---------- Exercise materials

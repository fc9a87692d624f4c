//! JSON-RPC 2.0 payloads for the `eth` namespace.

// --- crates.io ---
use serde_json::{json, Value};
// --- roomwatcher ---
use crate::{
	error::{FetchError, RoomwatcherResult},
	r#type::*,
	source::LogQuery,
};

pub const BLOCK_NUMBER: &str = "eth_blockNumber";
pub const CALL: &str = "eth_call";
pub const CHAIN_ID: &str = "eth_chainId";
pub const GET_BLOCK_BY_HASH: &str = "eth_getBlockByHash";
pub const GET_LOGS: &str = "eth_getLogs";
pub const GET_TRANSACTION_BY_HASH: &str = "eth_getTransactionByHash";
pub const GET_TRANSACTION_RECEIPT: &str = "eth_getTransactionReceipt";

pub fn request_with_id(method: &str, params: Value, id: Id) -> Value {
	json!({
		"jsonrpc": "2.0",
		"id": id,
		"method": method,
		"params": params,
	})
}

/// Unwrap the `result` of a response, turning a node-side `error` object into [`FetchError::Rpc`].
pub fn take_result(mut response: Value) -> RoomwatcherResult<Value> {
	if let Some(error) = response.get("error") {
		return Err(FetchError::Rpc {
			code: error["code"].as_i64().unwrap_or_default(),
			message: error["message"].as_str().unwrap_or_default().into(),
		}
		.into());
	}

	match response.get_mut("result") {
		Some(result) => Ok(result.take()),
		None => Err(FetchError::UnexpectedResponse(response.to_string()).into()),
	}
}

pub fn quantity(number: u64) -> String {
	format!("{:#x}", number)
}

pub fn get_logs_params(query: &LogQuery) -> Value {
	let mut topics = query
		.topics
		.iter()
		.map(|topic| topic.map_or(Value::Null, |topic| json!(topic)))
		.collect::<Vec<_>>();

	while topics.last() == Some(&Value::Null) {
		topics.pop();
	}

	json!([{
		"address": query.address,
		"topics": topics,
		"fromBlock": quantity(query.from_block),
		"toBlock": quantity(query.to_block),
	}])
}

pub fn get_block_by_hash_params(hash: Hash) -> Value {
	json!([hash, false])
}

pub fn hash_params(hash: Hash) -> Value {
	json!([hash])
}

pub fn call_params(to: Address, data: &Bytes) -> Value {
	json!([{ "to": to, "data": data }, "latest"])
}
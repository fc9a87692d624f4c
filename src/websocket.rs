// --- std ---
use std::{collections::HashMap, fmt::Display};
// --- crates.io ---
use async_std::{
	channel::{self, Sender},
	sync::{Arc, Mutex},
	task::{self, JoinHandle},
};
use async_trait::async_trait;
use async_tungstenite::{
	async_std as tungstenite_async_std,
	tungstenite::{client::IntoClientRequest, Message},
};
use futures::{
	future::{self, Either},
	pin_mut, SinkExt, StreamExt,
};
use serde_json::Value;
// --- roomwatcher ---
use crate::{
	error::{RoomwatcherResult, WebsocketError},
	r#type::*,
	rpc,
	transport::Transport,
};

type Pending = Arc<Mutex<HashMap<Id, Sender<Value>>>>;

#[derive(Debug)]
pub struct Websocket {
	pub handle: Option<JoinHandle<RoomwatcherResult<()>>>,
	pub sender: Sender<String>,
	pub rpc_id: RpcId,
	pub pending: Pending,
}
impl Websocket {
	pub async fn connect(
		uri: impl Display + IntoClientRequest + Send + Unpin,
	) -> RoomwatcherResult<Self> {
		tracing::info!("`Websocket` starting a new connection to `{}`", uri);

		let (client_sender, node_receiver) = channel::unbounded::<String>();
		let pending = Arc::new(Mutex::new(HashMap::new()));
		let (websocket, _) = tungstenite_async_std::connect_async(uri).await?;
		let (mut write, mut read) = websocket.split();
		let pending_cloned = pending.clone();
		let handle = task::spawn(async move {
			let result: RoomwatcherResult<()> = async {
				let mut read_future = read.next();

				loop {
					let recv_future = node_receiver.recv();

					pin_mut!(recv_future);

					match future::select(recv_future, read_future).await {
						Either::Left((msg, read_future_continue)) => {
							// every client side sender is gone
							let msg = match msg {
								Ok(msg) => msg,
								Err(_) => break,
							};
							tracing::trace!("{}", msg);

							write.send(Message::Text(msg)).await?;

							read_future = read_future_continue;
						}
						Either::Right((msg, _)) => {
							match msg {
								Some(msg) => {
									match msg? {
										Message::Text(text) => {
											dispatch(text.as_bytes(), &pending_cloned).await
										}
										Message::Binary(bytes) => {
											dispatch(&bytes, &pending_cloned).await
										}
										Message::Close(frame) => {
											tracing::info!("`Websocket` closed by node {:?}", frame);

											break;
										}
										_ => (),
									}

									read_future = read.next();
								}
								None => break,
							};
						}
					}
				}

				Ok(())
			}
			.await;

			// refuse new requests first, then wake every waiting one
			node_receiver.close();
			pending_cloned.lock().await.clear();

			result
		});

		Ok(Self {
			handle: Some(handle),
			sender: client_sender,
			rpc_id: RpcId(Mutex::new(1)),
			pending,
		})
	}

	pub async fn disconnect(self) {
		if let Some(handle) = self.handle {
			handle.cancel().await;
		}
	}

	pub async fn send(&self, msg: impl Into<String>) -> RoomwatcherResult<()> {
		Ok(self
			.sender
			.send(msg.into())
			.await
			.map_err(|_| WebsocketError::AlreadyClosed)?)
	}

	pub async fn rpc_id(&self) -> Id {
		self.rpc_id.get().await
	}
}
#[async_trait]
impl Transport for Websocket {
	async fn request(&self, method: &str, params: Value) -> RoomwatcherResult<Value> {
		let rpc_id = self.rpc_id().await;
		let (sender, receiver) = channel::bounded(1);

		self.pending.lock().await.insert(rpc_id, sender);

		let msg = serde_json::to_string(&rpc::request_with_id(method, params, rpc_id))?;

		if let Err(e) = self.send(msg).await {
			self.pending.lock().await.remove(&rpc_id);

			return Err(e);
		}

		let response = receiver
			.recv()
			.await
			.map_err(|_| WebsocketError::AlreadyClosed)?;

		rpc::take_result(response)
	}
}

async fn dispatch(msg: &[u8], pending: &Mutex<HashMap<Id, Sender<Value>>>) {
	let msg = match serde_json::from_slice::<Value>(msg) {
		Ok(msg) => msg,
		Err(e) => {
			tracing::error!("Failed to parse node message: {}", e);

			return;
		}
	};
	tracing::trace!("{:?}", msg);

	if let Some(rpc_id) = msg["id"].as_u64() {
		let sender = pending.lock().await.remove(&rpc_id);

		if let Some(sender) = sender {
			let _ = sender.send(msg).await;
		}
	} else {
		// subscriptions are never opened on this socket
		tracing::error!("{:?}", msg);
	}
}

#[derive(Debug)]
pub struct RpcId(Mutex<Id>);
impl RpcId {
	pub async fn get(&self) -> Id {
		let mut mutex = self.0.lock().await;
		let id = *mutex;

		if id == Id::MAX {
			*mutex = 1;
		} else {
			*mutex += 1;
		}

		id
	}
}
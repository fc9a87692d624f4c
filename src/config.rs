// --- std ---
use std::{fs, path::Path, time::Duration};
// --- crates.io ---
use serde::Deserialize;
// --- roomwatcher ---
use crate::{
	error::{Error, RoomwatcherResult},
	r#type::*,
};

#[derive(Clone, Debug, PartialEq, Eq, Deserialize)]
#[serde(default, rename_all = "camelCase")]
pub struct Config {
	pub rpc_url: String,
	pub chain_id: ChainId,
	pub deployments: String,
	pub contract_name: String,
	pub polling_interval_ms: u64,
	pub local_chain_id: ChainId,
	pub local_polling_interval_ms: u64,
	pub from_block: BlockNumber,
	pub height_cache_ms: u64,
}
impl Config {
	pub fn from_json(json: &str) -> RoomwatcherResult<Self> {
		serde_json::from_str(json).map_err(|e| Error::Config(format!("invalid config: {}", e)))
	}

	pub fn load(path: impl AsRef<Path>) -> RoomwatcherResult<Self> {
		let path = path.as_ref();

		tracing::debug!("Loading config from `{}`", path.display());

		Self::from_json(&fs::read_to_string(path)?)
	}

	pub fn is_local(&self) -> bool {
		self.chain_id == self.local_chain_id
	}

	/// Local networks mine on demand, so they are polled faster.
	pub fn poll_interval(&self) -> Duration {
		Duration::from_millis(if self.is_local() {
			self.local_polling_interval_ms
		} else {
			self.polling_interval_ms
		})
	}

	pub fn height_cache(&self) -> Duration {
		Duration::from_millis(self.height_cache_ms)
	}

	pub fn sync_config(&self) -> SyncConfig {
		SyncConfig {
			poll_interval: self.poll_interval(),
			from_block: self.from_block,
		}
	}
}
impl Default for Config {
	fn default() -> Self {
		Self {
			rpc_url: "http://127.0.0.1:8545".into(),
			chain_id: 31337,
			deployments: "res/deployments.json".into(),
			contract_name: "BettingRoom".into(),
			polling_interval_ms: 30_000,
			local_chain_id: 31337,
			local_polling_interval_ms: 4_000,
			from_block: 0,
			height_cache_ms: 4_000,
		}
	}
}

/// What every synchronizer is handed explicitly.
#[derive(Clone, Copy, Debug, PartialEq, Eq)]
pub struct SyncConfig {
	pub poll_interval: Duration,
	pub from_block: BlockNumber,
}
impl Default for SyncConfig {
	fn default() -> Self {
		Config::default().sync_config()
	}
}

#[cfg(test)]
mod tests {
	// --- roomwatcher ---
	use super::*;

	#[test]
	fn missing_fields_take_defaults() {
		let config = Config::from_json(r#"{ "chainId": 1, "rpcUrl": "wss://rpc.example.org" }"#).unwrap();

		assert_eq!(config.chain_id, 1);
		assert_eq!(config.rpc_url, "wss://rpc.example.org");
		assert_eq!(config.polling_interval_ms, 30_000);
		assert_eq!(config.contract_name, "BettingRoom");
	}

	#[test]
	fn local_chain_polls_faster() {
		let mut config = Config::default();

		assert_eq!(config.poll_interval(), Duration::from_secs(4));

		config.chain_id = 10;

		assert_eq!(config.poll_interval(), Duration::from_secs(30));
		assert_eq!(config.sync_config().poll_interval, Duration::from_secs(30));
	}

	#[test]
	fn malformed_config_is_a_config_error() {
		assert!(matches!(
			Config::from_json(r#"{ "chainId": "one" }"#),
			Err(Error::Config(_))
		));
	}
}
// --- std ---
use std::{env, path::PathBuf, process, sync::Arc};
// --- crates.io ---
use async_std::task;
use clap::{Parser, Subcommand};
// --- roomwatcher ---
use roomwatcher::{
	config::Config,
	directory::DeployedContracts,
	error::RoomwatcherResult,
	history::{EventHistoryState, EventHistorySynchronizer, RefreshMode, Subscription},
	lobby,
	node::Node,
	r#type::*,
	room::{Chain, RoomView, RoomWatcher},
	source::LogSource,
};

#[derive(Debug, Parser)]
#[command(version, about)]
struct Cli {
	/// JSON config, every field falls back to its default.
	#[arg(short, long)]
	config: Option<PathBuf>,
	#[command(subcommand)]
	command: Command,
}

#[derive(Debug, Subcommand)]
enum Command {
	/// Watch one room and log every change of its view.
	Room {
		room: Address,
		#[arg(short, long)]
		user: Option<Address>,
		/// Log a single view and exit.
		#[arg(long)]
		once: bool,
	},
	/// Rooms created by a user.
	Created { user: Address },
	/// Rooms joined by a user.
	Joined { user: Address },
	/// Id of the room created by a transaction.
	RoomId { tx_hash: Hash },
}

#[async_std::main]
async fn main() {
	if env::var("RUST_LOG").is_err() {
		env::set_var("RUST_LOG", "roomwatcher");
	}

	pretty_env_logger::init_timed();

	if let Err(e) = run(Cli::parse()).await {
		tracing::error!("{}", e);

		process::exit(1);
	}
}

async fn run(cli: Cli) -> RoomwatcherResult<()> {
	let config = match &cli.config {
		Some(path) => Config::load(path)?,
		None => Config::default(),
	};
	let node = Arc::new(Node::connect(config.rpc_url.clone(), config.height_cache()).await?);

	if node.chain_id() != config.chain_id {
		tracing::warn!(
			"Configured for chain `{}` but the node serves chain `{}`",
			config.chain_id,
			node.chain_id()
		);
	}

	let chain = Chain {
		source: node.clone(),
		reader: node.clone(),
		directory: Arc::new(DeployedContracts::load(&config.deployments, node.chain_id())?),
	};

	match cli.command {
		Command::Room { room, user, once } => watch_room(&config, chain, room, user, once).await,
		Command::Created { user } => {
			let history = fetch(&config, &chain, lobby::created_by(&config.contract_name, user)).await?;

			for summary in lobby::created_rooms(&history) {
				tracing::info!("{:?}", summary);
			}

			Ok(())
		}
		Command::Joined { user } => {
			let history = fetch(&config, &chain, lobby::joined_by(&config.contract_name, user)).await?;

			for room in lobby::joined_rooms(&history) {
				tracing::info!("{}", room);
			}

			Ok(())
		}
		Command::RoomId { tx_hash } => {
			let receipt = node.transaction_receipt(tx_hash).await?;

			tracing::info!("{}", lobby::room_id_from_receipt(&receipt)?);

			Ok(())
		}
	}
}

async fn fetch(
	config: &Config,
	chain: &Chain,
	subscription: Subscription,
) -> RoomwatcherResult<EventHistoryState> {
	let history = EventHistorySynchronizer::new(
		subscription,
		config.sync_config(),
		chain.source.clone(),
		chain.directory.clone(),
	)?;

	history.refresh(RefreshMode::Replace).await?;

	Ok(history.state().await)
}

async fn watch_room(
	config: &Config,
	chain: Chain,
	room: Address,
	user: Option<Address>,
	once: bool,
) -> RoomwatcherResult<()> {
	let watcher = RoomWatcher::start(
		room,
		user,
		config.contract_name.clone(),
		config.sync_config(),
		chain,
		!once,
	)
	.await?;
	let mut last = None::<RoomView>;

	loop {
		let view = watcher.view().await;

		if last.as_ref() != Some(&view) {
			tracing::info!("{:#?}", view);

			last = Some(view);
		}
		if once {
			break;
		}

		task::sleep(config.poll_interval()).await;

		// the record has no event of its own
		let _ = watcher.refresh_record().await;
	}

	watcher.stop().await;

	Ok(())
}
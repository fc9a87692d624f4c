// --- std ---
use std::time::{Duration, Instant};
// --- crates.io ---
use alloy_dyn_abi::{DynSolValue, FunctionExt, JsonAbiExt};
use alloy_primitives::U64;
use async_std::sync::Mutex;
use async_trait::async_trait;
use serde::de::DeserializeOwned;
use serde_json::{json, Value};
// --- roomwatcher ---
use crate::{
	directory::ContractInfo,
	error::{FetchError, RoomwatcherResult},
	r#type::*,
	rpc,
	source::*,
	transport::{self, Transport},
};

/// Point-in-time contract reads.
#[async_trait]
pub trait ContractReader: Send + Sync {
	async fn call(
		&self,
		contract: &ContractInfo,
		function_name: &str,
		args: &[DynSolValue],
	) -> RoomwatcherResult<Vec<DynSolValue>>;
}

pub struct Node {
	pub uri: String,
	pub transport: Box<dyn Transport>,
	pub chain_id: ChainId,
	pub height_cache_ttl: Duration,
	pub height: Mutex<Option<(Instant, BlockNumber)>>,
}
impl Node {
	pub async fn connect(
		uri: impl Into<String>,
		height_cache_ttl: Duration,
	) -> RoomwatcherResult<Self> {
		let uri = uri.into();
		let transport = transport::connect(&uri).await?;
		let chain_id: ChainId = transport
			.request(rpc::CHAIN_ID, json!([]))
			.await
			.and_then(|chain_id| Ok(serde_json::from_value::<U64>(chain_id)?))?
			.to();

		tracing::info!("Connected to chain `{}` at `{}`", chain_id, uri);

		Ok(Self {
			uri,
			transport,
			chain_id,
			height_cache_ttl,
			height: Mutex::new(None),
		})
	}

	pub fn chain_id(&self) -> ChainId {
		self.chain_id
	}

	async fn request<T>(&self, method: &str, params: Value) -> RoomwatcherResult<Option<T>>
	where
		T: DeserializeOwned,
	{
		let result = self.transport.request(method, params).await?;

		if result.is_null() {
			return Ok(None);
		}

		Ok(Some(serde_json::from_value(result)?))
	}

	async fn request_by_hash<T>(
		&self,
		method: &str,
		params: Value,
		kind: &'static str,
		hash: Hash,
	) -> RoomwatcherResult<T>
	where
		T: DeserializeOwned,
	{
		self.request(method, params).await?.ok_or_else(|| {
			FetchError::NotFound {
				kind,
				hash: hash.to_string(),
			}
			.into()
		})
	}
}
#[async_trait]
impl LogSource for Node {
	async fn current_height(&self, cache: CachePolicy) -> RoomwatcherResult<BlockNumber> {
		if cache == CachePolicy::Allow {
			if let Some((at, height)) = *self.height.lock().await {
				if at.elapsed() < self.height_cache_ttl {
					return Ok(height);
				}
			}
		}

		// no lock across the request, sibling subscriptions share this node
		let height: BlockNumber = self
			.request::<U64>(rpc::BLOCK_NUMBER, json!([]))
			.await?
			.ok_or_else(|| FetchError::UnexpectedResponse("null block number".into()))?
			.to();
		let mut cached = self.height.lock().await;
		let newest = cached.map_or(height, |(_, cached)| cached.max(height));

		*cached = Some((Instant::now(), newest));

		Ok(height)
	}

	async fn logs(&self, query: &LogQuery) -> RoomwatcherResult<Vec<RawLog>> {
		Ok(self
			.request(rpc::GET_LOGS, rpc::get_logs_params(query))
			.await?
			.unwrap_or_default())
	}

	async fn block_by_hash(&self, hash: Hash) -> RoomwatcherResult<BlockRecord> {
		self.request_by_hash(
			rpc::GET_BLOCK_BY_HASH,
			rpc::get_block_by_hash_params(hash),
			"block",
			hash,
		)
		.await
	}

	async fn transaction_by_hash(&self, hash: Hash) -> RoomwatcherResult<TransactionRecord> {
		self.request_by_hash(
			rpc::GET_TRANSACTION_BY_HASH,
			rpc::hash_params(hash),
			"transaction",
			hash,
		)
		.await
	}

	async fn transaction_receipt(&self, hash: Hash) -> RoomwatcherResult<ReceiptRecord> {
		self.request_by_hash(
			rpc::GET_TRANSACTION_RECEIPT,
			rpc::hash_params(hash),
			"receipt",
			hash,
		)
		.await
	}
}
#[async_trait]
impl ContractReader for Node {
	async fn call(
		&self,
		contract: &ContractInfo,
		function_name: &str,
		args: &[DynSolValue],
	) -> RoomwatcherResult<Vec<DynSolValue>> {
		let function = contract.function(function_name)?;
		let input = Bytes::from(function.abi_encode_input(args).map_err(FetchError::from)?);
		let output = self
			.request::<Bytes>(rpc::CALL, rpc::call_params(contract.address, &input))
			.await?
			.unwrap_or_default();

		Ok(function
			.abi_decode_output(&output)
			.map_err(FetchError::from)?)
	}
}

--------------------

◆ **What is required**:
Set apart and copy each line of the records that holds the word "long".

◆ **Reply to the task**:
	#[arg(short, long)]
		#[arg(short, long)]
		#[arg(long)]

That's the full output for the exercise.